Pour continuer ainsi, il faut que ses créanciers ne doutent pas de sa capacité à emprunter suffisamment pour pouvoir toujours rembourser ses dettes anciennes, notamment le principal, et financer son déficit. S’ils en doutent, ils pensent prendre un risque en continuant à souscrire à ses emprunts et ajoutent une « prime de risque » importante au taux d’intérêt qu’ils exigent pour continuer à y souscrire. Cette hausse des taux d’intérêt ne peut qu’aggraver le déficit et la dette et renforcer leurs craintes. Certains créanciers finissent par refuser de prêter à l’Etat, même à des taux très élevés. Etant dans l’incapacité non seulement de rembourser ses dettes mais aussi de financer le déficit de l’exercice en cours, l’Etat doit alors immédiatement équilibrer ses recettes et ses dépenses en augmentant les impôts et/ou en coupant dans ses dépenses. C’est notamment ce qui s’est passé en Grèce au début des années 2010.
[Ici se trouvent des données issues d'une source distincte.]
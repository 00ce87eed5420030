use sea_orm::entity::prelude::*;
use serde::{Deserialize, Serialize};

/// Internal warehouse transfer request (IWTR).
#[derive(Clone, Debug, PartialEq, DeriveEntityModel, Serialize, Deserialize)]
#[sea_orm(table_name = "internal_warehouse_transfer_requests")]
pub struct Model {
    #[sea_orm(primary_key)]
    pub id: i32,
    pub ma_yc_cknb: Option<String>,
    /// Source area id
    pub tu_kho: Option<i32>,
    /// Destination area id
    pub den_kho: Option<i32>,
    pub don_vi_linh: Option<String>,
    pub don_vi_nhan: Option<String>,
    pub ly_do_xuat_nhap: Option<String>,
    pub status: bool,
    pub note: Option<String>,
    pub scan_status: Option<String>,
    pub updated_by: Option<String>,
    pub updated_date: Option<DateTime>,
    pub deleted_at: Option<DateTime>,
    pub deleted_by: Option<String>,
}

#[derive(Copy, Clone, Debug, EnumIter, DeriveRelation)]
pub enum Relation {}

impl ActiveModelBehavior for ActiveModel {}
use crate::{
    common::validate_page,
    errors::ServiceError,
    queries::{
        inventory_dashboard_queries::{
            GetGroupedInventoryQuery, GetInventoryDashboardQuery, GroupBy,
            GroupedInventoryPage, InventoryDashboardFilters, InventoryDashboardPage,
        },
        summary_queries::{DashboardSummary, GetDashboardSummaryQuery},
        transaction_dashboard_queries::{
            GetTransactionsDashboardQuery, TransactionDashboardFilters, TransactionDashboardPage,
        },
        Query,
    },
    tracing::with_metrics,
};
use sea_orm::DatabaseConnection;
use std::sync::Arc;
use tracing::instrument;

/// Read-side facade over the dashboard query objects.
#[derive(Clone)]
pub struct DashboardService {
    db_pool: Arc<DatabaseConnection>,
}

impl DashboardService {
    pub fn new(db_pool: Arc<DatabaseConnection>) -> Self {
        Self { db_pool }
    }

    async fn run<Q: Query>(
        &self,
        operation: &'static str,
        query: Q,
    ) -> Result<Q::Result, ServiceError> {
        with_metrics(operation, query.execute(&self.db_pool)).await
    }

    /// Inventory grouped by `group_by`, ranked by available stock.
    #[instrument(skip(self, filters))]
    pub async fn grouped_inventory(
        &self,
        filters: InventoryDashboardFilters,
        group_by: GroupBy,
        page: u64,
        size: u64,
    ) -> Result<GroupedInventoryPage, ServiceError> {
        validate_page(page, size)?;
        self.run(
            "grouped_inventory",
            GetGroupedInventoryQuery {
                filters,
                group_by,
                page,
                size,
            },
        )
        .await
    }

    /// Import, transfer and shipment requests merged newest first.
    #[instrument(skip(self, filters))]
    pub async fn transactions(
        &self,
        filters: TransactionDashboardFilters,
        page: u64,
        size: u64,
    ) -> Result<TransactionDashboardPage, ServiceError> {
        validate_page(page, size)?;
        self.run(
            "transactions_dashboard",
            GetTransactionsDashboardQuery {
                filters,
                page,
                size,
            },
        )
        .await
    }

    #[instrument(skip(self, filters))]
    pub async fn inventory_dashboard(
        &self,
        filters: InventoryDashboardFilters,
        page: u64,
        size: u64,
    ) -> Result<InventoryDashboardPage, ServiceError> {
        validate_page(page, size)?;
        self.run(
            "inventory_dashboard",
            GetInventoryDashboardQuery {
                filters,
                page,
                size,
            },
        )
        .await
    }

    #[instrument(skip(self))]
    pub async fn summary(&self) -> Result<DashboardSummary, ServiceError> {
        self.run("dashboard_summary", GetDashboardSummaryQuery).await
    }
}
Il peut certes faire appel à des institutions internationales qui jouent le rôle de prêteur en dernier ressort, comme le FMI ou le mécanisme européen de stabilité (MES) dans la zone euro. Il peut aussi convaincre ses créanciers d’accepter un rééchelonnement ou une réduction de leurs créances. Il reste qu’il doit toujours mettre en œuvre des mesures douloureuses de redressement de ses comptes sous une contrainte extérieure.
La hausse de la dette publique risque donc d’entraîner des hausses d’impôts, ou une baisse des dépenses publiques, mais ce n’est pas une fatalité. Pour l’éviter, la dette doit rester soutenable.
C) Pour que la dette soit soutenable il faut pouvoir stabiliser son encours, et non sa charge d’intérêts, en pourcentage du PIB
Il est impossible de déterminer un seuil d’endettement au-delà duquel se déclenche une crise des finances publiques parce que son déclenchement dépend de nombreux paramètres souvent non quantifiables et spécifiques à chaque pays et à chaque période.
Le Japon n’éprouve pas de difficultés pour financer son déficit et rembourser une dette publique supérieure à 200 % du PIB depuis 2011 mais il détient des actifs nets considérables sur les autres pays. La position globale de l’ensemble des agents économiques du pays vis-à-vis de l’extérieur est un paramètre essentiel.
La pertinence et la crédibilité de la politique économique suivie sont également des facteurs importants, de même que la capacité à augmenter les impôts ou à réduire les dépenses publiques si nécessaire. Le degré probable de solidarité des pays voisins, notamment au sein d’une union économique et monétaire, doit aussi être pris en compte. La situation relative de l’endettement public par rapport à celle des pays comparables est enfin un élément essentiel.
On peut néanmoins avancer que la dette publique doit au moins pouvoir être stabilisée en pourcentage du PIB pour être soutenable. La dette est rapportée au PIB parce que celui-ci est une mesure approximative de l’assiette sur laquelle sont prélevés les impôts, la capacité de lever l’impôt étant l’assurance ultime des créanciers de l’Etat.
La dette doit pouvoir beaucoup augmenter dans les périodes de récession afin d’en amortir en tant que de besoin le choc induit, mais il faut pouvoir en reprendre le contrôle en la stabilisant à un certain horizon lorsque la situation économique redevient normale. Autrement dit, cette condition de soutenabilité de la dette est satisfaite si elle augmente par paliers, à l’occasion de crises économiques, et si elle peut être stabilisée ou réduite entre deux crises.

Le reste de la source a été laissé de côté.